# Collected data:
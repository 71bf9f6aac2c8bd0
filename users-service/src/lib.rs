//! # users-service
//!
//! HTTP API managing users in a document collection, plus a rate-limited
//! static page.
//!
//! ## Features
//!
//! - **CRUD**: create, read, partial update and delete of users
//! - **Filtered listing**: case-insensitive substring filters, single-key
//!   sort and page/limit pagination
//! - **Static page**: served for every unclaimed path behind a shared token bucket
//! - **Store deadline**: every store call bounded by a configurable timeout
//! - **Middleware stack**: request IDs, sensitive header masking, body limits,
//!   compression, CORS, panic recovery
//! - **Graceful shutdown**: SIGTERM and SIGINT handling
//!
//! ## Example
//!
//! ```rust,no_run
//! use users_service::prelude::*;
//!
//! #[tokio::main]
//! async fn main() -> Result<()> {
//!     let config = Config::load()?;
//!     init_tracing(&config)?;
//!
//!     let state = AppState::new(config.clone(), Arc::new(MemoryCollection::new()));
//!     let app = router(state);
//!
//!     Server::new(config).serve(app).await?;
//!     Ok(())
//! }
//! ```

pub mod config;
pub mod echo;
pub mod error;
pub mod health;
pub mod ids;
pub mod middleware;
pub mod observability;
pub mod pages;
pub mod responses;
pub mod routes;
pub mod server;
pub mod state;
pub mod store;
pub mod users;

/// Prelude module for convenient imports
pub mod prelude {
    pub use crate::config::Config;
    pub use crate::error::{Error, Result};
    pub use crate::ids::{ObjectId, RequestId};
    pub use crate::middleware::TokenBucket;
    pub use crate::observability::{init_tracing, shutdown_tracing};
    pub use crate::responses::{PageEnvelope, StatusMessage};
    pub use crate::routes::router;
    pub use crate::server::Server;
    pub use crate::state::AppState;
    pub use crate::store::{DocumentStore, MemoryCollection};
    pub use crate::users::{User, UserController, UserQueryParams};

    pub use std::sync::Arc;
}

* * *

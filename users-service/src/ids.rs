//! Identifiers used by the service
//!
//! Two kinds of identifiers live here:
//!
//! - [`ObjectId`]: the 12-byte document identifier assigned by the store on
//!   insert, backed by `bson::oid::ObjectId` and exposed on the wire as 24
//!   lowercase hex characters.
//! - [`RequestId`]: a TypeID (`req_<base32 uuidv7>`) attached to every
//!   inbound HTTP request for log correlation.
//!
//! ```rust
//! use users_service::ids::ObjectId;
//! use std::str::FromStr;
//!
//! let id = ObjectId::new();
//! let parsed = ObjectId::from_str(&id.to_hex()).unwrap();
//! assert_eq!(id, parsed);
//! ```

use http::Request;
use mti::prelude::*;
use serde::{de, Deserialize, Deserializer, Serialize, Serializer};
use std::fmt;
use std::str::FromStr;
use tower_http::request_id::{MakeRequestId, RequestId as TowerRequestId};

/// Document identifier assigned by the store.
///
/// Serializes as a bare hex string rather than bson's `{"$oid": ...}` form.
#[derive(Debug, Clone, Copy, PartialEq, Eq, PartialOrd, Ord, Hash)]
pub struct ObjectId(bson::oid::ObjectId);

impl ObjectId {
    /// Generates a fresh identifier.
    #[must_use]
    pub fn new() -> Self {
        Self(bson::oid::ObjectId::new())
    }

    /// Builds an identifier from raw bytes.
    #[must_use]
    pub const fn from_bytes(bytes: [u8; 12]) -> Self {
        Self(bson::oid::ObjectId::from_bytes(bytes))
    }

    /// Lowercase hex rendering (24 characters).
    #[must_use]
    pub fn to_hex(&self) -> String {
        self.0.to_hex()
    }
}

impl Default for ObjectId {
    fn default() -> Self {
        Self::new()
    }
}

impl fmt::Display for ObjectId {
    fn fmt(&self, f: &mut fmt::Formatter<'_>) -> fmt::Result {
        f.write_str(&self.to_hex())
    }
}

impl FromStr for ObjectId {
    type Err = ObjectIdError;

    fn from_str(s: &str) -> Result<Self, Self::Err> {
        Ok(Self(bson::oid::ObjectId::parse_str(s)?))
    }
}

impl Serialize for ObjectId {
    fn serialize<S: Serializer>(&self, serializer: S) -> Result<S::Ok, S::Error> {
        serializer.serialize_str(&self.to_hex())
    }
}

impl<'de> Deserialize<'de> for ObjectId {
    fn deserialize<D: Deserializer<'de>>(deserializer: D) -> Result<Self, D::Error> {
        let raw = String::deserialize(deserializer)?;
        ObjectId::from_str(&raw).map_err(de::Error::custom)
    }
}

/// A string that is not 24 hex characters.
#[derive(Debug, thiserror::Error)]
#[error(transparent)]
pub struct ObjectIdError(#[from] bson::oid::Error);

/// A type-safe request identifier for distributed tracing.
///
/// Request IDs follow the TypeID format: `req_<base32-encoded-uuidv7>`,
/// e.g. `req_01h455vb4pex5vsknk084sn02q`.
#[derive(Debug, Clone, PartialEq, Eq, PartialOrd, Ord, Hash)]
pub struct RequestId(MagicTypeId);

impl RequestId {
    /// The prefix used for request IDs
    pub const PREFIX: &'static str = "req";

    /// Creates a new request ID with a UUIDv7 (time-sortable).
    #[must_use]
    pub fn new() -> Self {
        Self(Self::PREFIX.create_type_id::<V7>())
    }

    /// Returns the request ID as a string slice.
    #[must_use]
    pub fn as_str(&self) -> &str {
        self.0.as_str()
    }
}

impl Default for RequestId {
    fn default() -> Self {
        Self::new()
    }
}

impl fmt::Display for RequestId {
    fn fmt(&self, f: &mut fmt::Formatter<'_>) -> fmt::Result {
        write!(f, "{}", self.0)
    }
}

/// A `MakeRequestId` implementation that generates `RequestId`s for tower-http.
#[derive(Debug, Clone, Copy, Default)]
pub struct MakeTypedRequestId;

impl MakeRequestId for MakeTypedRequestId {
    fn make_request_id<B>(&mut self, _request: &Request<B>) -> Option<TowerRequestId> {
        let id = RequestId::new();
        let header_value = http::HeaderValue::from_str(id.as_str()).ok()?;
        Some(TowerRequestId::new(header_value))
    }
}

# THE PROBLEM:
From the records above, retype only the lines starting at the line that contains "repository 71bf9f6aac2c8bd0" and ending at the line that contains "for convenient imports", both included.

# SOLUTION TO THE EXERCISE:
repository 71bf9f6aac2c8bd0
filename users-service/src/lib.rs
//! # users-service
//!
//! HTTP API managing users in a document collection, plus a rate-limited
//! static page.
//!
//! ## Features
//!
//! - **CRUD**: create, read, partial update and delete of users
//! - **Filtered listing**: case-insensitive substring filters, single-key
//!   sort and page/limit pagination
//! - **Static page**: served for every unclaimed path behind a shared token bucket
//! - **Store deadline**: every store call bounded by a configurable timeout
//! - **Middleware stack**: request IDs, sensitive header masking, body limits,
//!   compression, CORS, panic recovery
//! - **Graceful shutdown**: SIGTERM and SIGINT handling
//!
//! ## Example
//!
//! ```rust,no_run
//! use users_service::prelude::*;
//!
//! #[tokio::main]
//! async fn main() -> Result<()> {
//!     let config = Config::load()?;
//!     init_tracing(&config)?;
//!
//!     let state = AppState::new(config.clone(), Arc::new(MemoryCollection::new()));
//!     let app = router(state);
//!
//!     Server::new(config).serve(app).await?;
//!     Ok(())
//! }
//! ```

pub mod config;
pub mod echo;
pub mod error;
pub mod health;
pub mod ids;
pub mod middleware;
pub mod observability;
pub mod pages;
pub mod responses;
pub mod routes;
pub mod server;
pub mod state;
pub mod store;
pub mod users;

/// Prelude module for convenient imports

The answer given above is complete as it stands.